A bare number is the expected answer: the count of lines in the records that contain the word "DunningError".
◆ ◆ ◆ ◆
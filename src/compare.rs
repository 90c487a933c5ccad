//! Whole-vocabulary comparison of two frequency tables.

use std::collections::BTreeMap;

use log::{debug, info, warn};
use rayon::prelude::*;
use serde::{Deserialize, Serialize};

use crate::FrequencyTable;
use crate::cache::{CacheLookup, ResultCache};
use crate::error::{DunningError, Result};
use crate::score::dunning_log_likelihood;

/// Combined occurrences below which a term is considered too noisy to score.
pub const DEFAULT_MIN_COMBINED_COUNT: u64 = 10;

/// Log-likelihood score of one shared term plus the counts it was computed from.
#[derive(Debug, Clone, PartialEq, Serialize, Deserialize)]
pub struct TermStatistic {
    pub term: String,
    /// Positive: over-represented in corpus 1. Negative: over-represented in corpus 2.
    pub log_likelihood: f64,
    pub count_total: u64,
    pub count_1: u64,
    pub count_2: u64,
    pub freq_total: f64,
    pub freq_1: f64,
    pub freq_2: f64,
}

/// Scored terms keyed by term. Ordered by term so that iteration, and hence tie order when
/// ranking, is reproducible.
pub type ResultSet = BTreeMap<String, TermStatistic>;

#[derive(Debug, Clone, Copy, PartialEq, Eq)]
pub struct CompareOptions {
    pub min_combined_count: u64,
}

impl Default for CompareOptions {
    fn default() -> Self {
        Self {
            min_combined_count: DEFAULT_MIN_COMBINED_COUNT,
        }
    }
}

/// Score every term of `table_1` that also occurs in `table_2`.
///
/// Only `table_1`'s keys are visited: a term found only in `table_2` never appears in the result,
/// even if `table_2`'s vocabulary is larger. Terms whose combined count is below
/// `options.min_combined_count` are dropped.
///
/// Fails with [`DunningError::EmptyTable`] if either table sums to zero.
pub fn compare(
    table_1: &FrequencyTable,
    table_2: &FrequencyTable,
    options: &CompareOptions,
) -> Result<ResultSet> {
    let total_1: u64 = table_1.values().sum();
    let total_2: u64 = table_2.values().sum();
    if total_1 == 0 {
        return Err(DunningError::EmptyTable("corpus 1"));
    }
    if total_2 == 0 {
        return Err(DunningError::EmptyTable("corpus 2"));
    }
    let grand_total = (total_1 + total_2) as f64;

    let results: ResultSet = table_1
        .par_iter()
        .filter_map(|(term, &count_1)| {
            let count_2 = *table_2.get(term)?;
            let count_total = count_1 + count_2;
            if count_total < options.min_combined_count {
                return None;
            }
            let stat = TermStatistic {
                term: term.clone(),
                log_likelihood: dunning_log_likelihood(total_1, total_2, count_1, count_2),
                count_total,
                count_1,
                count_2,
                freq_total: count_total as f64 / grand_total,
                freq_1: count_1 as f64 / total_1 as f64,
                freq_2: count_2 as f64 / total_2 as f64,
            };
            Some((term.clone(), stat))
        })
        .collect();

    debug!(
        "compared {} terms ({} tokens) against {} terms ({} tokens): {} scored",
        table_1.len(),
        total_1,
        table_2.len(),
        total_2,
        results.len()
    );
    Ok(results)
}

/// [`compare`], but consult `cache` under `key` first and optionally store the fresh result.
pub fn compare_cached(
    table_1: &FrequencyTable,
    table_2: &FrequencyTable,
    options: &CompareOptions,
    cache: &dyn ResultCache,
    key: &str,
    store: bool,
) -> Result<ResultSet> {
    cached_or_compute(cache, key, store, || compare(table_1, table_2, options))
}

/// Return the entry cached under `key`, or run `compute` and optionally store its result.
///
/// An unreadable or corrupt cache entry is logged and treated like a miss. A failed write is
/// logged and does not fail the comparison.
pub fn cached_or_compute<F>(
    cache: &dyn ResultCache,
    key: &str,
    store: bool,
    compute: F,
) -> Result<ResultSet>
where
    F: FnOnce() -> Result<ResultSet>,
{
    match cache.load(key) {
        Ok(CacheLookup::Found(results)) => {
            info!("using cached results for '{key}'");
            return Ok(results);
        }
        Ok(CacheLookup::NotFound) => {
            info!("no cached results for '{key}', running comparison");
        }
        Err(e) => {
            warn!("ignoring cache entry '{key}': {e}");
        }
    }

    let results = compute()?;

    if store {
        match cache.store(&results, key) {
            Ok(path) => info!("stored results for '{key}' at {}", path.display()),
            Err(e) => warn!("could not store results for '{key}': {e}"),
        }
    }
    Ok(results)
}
◆ ◆ ◆ ◆
▶ RESPONSE TO THE TASK:
4